Start of DATA LISTING

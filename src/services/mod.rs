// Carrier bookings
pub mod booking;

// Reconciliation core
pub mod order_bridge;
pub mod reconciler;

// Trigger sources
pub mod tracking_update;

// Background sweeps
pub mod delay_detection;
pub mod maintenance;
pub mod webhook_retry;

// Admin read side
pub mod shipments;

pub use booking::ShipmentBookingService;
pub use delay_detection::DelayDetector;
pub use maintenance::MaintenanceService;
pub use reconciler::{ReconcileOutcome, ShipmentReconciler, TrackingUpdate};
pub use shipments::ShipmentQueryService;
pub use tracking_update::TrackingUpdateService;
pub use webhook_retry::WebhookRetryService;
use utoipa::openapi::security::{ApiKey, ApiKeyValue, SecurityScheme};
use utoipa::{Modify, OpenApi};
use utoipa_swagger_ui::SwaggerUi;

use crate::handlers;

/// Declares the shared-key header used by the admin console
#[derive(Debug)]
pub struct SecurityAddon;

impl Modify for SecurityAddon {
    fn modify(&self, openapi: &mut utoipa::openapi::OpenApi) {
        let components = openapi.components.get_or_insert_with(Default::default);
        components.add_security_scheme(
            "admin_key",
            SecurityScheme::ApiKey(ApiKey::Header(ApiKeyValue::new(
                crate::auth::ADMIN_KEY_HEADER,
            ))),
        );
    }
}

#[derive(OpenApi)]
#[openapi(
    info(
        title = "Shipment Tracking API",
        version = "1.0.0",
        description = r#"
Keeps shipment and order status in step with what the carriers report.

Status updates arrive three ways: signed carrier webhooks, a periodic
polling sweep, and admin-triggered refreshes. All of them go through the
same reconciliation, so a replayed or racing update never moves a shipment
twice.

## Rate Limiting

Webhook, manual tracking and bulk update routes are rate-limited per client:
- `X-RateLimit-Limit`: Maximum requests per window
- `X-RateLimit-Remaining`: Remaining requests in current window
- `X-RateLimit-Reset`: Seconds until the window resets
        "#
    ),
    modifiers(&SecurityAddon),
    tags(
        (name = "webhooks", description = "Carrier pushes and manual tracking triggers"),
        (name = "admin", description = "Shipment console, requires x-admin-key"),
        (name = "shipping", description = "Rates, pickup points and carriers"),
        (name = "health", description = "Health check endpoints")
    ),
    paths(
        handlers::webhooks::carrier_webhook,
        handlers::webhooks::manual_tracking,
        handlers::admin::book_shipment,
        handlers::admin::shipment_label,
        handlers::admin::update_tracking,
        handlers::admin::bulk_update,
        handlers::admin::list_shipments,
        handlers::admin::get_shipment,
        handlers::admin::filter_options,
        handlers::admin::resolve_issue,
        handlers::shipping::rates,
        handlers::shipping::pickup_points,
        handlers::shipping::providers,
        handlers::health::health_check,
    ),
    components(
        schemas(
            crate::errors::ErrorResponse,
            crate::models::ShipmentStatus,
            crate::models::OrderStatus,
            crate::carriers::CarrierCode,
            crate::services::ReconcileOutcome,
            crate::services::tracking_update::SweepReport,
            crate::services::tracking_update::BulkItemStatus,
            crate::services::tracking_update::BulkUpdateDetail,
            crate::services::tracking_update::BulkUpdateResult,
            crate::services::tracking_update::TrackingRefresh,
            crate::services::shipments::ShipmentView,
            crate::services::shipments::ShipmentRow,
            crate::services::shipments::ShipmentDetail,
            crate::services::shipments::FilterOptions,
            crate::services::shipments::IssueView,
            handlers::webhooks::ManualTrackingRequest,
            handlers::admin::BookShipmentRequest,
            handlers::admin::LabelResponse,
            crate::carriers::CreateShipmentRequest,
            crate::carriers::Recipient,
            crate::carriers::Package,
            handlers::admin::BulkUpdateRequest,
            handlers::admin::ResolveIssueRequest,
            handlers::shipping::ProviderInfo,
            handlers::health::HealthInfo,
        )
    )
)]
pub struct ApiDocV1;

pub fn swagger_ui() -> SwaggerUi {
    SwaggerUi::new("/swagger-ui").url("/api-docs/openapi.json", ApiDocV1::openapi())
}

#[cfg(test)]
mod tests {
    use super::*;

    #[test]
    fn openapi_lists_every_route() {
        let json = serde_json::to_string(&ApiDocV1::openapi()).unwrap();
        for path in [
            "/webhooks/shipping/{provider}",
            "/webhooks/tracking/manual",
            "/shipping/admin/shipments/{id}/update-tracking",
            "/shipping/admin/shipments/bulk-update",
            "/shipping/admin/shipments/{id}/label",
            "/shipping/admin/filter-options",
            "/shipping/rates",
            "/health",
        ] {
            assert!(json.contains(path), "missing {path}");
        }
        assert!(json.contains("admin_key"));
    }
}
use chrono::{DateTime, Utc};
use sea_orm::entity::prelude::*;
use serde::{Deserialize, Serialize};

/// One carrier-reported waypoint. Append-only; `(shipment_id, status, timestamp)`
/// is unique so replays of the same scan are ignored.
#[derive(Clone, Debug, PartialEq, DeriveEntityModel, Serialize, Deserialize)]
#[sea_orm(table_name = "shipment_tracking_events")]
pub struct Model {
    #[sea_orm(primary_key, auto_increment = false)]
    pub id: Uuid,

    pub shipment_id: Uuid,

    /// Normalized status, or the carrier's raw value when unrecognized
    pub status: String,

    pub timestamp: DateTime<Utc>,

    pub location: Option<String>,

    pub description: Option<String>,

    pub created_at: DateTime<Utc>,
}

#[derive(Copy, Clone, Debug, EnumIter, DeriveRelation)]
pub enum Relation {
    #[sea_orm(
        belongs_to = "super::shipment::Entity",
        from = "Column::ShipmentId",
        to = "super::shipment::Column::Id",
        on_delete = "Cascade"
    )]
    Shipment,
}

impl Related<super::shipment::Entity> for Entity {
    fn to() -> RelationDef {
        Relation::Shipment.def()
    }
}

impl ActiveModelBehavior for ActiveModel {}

End of DATA LISTING

EXERCISE BRIEF:
Some lines of the records above may hold the word "same". Report how many, and nothing else.

EXPECTED ANSWER:
2